RECORDS FOR PROCESSING:
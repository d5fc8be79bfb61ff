//! Dependency health
//!
//! The `/health` handler only serializes whatever a [`HealthCheck`]
//! reports. Unhealthy dependencies are described in the body; they never
//! change the HTTP status.

use std::collections::BTreeMap;
use std::time::Duration;

use async_trait::async_trait;
use serde::{Deserialize, Serialize};

use crate::config::AppConfig;
use crate::error::AppError;

#[derive(Debug, Clone, Copy, PartialEq, Eq, Serialize, Deserialize)]
#[serde(rename_all = "lowercase")]
pub enum HealthStatus {
    Up,
    Down,
}

/// State of one downstream dependency
#[derive(Debug, Clone, PartialEq, Eq, Serialize, Deserialize)]
pub struct DependencyHealth {
    pub status: HealthStatus,
    #[serde(skip_serializing_if = "Option::is_none")]
    pub error: Option<String>,
}

impl DependencyHealth {
    pub fn up() -> Self {
        Self {
            status: HealthStatus::Up,
            error: None,
        }
    }

    pub fn down(error: AppError) -> Self {
        Self {
            status: HealthStatus::Down,
            error: Some(error.to_string()),
        }
    }
}

/// Body of `GET /health`
#[derive(Debug, Clone, PartialEq, Eq, Serialize, Deserialize)]
pub struct HealthReport {
    pub status: HealthStatus,
    pub message: String,
    #[serde(default, skip_serializing_if = "BTreeMap::is_empty")]
    pub checks: BTreeMap<String, DependencyHealth>,
}

impl HealthReport {
    /// Aggregate dependency results; any failure marks the whole report down
    pub fn from_checks(checks: BTreeMap<String, DependencyHealth>) -> Self {
        let failing: Vec<&str> = checks
            .iter()
            .filter(|(_, check)| check.status == HealthStatus::Down)
            .map(|(name, _)| name.as_str())
            .collect();

        if failing.is_empty() {
            Self {
                status: HealthStatus::Up,
                message: "It's healthy".to_string(),
                checks,
            }
        } else {
            Self {
                status: HealthStatus::Down,
                message: format!("Unhealthy dependencies: {}", failing.join(", ")),
                checks,
            }
        }
    }
}

/// Reports on downstream dependencies
#[cfg_attr(test, mockall::automock)]
#[async_trait]
pub trait HealthCheck: Send + Sync {
    async fn check(&self) -> HealthReport;
}

/// Default health collaborator
///
/// With probing disabled the process reports itself up. With probing
/// enabled every provider's token endpoint must answer within the
/// timeout; any HTTP status counts as reachable.
pub struct UpstreamHealth {
    targets: Vec<(String, String)>,
    http_client: Option<reqwest::Client>,
}

impl UpstreamHealth {
    pub fn from_config(config: &AppConfig) -> Result<Self, AppError> {
        if !config.health.probe_upstream {
            return Ok(Self {
                targets: Vec::new(),
                http_client: None,
            });
        }

        let http_client = reqwest::Client::builder()
            .timeout(Duration::from_secs(config.health.timeout_seconds))
            .redirect(reqwest::redirect::Policy::none())
            .build()
            .map_err(|e| AppError::Config(format!("Failed to create HTTP client: {e}")))?;

        let google_token_url = config
            .providers
            .google
            .token_url
            .clone()
            .unwrap_or_else(|| crate::auth::google::GOOGLE_TOKEN_URL.to_string());

        Ok(Self {
            targets: vec![("google".to_string(), google_token_url)],
            http_client: Some(http_client),
        })
    }

    async fn probe(client: &reqwest::Client, url: &str) -> DependencyHealth {
        match client.get(url).send().await {
            Ok(_) => DependencyHealth::up(),
            Err(error) if error.is_timeout() => DependencyHealth::down(
                AppError::DependencyUnhealthy(format!("{url} timed out")),
            ),
            Err(error) => DependencyHealth::down(AppError::DependencyUnhealthy(format!(
                "{url} unreachable: {error}"
            ))),
        }
    }
}

#[async_trait]
impl HealthCheck for UpstreamHealth {
    async fn check(&self) -> HealthReport {
        let mut checks = BTreeMap::new();

        if let Some(client) = &self.http_client {
            for (name, url) in &self.targets {
                let result = Self::probe(client, url).await;
                if result.status == HealthStatus::Down {
                    tracing::warn!(dependency = %name, error = ?result.error, "Dependency unhealthy");
                }
                checks.insert(name.clone(), result);
            }
        }

        HealthReport::from_checks(checks)
    }
}

#[cfg(test)]
mod tests {
    use super::*;

    #[test]
    fn report_is_down_when_any_dependency_is_down() {
        let mut checks = BTreeMap::new();
        checks.insert("cache".to_string(), DependencyHealth::up());
        checks.insert(
            "database".to_string(),
            DependencyHealth::down(AppError::DependencyUnhealthy("connection refused".into())),
        );

        let report = HealthReport::from_checks(checks);
        assert_eq!(report.status, HealthStatus::Down);
        assert!(report.message.contains("database"));
        assert!(!report.message.contains("cache"));
    }

    #[test]
    fn report_serializes_lowercase_status() {
        let report = HealthReport::from_checks(BTreeMap::new());
        let json = serde_json::to_value(&report).expect("serializes");
        assert_eq!(json["status"], "up");
        assert_eq!(json["message"], "It's healthy");
        assert!(json.get("checks").is_none());
    }

    #[tokio::test]
    async fn unreachable_upstream_is_reported_down() {
        let health = UpstreamHealth {
            targets: vec![("google".to_string(), "http://127.0.0.1:1/token".to_string())],
            http_client: Some(
                reqwest::Client::builder()
                    .timeout(Duration::from_secs(2))
                    .build()
                    .expect("client"),
            ),
        };

        let report = health.check().await;
        assert_eq!(report.status, HealthStatus::Down);
        assert_eq!(report.checks["google"].status, HealthStatus::Down);
    }
}
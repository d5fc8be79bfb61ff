//! authgate - OAuth2 login for a small web app
//!
//! # Architecture
//!
//! ```text
//! ┌─────────────────────────────────────────────────────────────┐
//! │                    HTTP Router (Axum)                        │
//! │  - CORS for the frontend origins                            │
//! │  - Request tracing                                          │
//! └─────────────────────────────────────────────────────────────┘
//!                              │
//! ┌─────────────────────────────────────────────────────────────┐
//! │                      Auth Handlers                           │
//! │  - login start / callback / logout                          │
//! │  - index and user views                                     │
//! └─────────────────────────────────────────────────────────────┘
//!                              │
//! ┌──────────────────────────────┬──────────────────────────────┐
//! │        Session Store         │   Identity Provider Clients  │
//! │  - private session cookie    │  - Google (reqwest)          │
//! │  - private state cookie      │                              │
//! └──────────────────────────────┴──────────────────────────────┘
//! ```
//!
//! # Modules
//!
//! - `auth`: providers, sessions and the login flow
//! - `api`: health and metrics endpoints
//! - `health`: dependency health collaborators
//! - `config`: Configuration management
//! - `error`: Error types

pub mod api;
pub mod auth;
pub mod config;
pub mod error;
pub mod health;
pub mod metrics;

use std::sync::Arc;

/// Application state shared across all handlers
///
/// Built once before the listener starts; handlers only read it.
#[derive(Clone)]
pub struct AppState {
    /// Application configuration
    pub config: Arc<config::AppConfig>,

    /// Session store and registered providers
    pub auth: Arc<auth::AuthContext>,

    /// Collaborator behind `/health`
    pub health: Arc<dyn health::HealthCheck>,
}

impl AppState {
    /// Initialize application state
    ///
    /// # Steps
    /// 1. Validate configuration
    /// 2. Build the session store and register providers
    /// 3. Build the health collaborator
    ///
    /// # Errors
    /// Returns `AppError::Config` if any step fails; the server must not
    /// start in that case
    pub fn new(config: config::AppConfig) -> Result<Self, error::AppError> {
        tracing::info!("Initializing application state...");

        config.validate()?;
        let auth = auth::AuthContext::initialize(&config)?;
        let health = health::UpstreamHealth::from_config(&config)?;

        tracing::info!("Application state initialized successfully");

        Ok(Self::from_parts(config, auth, Arc::new(health)))
    }

    /// Assemble state from already-built parts
    pub fn from_parts(
        config: config::AppConfig,
        auth: auth::AuthContext,
        health: Arc<dyn health::HealthCheck>,
    ) -> Self {
        Self {
            config: Arc::new(config),
            auth: Arc::new(auth),
            health,
        }
    }
}

// PrivateCookieJar extracts its key from state
impl axum::extract::FromRef<AppState> for axum_extra::extract::cookie::Key {
    fn from_ref(state: &AppState) -> Self {
        state.auth.sessions.key().clone()
    }
}

/// Build the Axum router with all routes.
///
/// This is shared by the binary and integration tests to keep route
/// composition consistent across environments.
pub fn build_router(state: AppState) -> axum::Router {
    use axum::Router;
    use tower_http::trace::TraceLayer;

    metrics::init_metrics();
    let cors_layer = build_cors_layer(&state.config.frontend);

    Router::new()
        .merge(auth::auth_router())
        .merge(api::health_router())
        .layer(TraceLayer::new_for_http())
        .layer(cors_layer)
        .with_state(state)
        .merge(api::metrics_router())
}

fn build_cors_layer(frontend: &config::FrontendConfig) -> tower_http::cors::CorsLayer {
    use axum::http::{HeaderValue, Method, header};
    use tower_http::cors::{AllowOrigin, CorsLayer};

    let origins: Vec<HeaderValue> = frontend
        .allowed_origins
        .iter()
        .filter_map(|origin| {
            let origin = origin.trim().trim_end_matches('/');
            match HeaderValue::from_str(origin) {
                Ok(value) => Some(value),
                Err(error) => {
                    tracing::error!(%error, %origin, "Ignoring unparseable CORS origin");
                    None
                }
            }
        })
        .collect();

    CorsLayer::new()
        .allow_origin(AllowOrigin::list(origins))
        .allow_methods([
            Method::GET,
            Method::POST,
            Method::PUT,
            Method::DELETE,
            Method::OPTIONS,
            Method::PATCH,
        ])
        .allow_headers([header::ACCEPT, header::AUTHORIZATION, header::CONTENT_TYPE])
        .allow_credentials(true)
        .max_age(std::time::Duration::from_secs(300))
}
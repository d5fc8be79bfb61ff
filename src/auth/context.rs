//! Auth initialization
//!
//! Everything the handlers need, built once before the listener starts
//! and shared read-only afterwards.

use std::sync::Arc;

use super::google::GoogleProvider;
use super::provider::{IdentityProvider, ProviderRegistry};
use super::session::{SessionPolicy, SessionStore};
use crate::config::AppConfig;
use crate::error::AppError;

/// Session store, registered providers and post-login destination
pub struct AuthContext {
    pub sessions: SessionStore,
    pub providers: ProviderRegistry,
    /// Where the browser lands after a successful callback
    pub frontend_url: String,
}

impl AuthContext {
    /// Build the context from configuration
    ///
    /// # Errors
    /// `AppError::Config` for missing credentials or a weak session secret.
    /// The server must not start serving when this fails.
    pub fn initialize(config: &AppConfig) -> Result<Self, AppError> {
        let sessions = SessionStore::new(SessionPolicy::from_config(&config.auth))?;

        let mut providers = ProviderRegistry::new();
        let google = GoogleProvider::new(
            &config.providers.google,
            config.server.callback_url("google"),
        )?;
        providers.register(Arc::new(google));

        tracing::info!(
            providers = providers.len(),
            secure_cookies = sessions.policy().secure,
            "Authentication initialized"
        );

        Ok(Self {
            sessions,
            providers,
            frontend_url: config.frontend.redirect_url.clone(),
        })
    }

    /// Build a context from explicit parts
    ///
    /// Used to swap in other provider implementations.
    pub fn with_providers(
        config: &AppConfig,
        providers: Vec<Arc<dyn IdentityProvider>>,
    ) -> Result<Self, AppError> {
        let sessions = SessionStore::new(SessionPolicy::from_config(&config.auth))?;

        let mut registry = ProviderRegistry::new();
        for provider in providers {
            registry.register(provider);
        }

        Ok(Self {
            sessions,
            providers: registry,
            frontend_url: config.frontend.redirect_url.clone(),
        })
    }
}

TASK PROMPT:
Starting at the top of the data above, repeat every line exactly until the line containing "Copy, PartialEq, Eq, Serialize, Deserialize)]" has been given, then stop.

EXERCISE OUTPUT:
repository d5fc8be79bfb61ff
//! Dependency health
//!
//! The `/health` handler only serializes whatever a [`HealthCheck`]
//! reports. Unhealthy dependencies are described in the body; they never
//! change the HTTP status.

use std::collections::BTreeMap;
use std::time::Duration;

use async_trait::async_trait;
use serde::{Deserialize, Serialize};

use crate::config::AppConfig;
use crate::error::AppError;

#[derive(Debug, Clone, Copy, PartialEq, Eq, Serialize, Deserialize)]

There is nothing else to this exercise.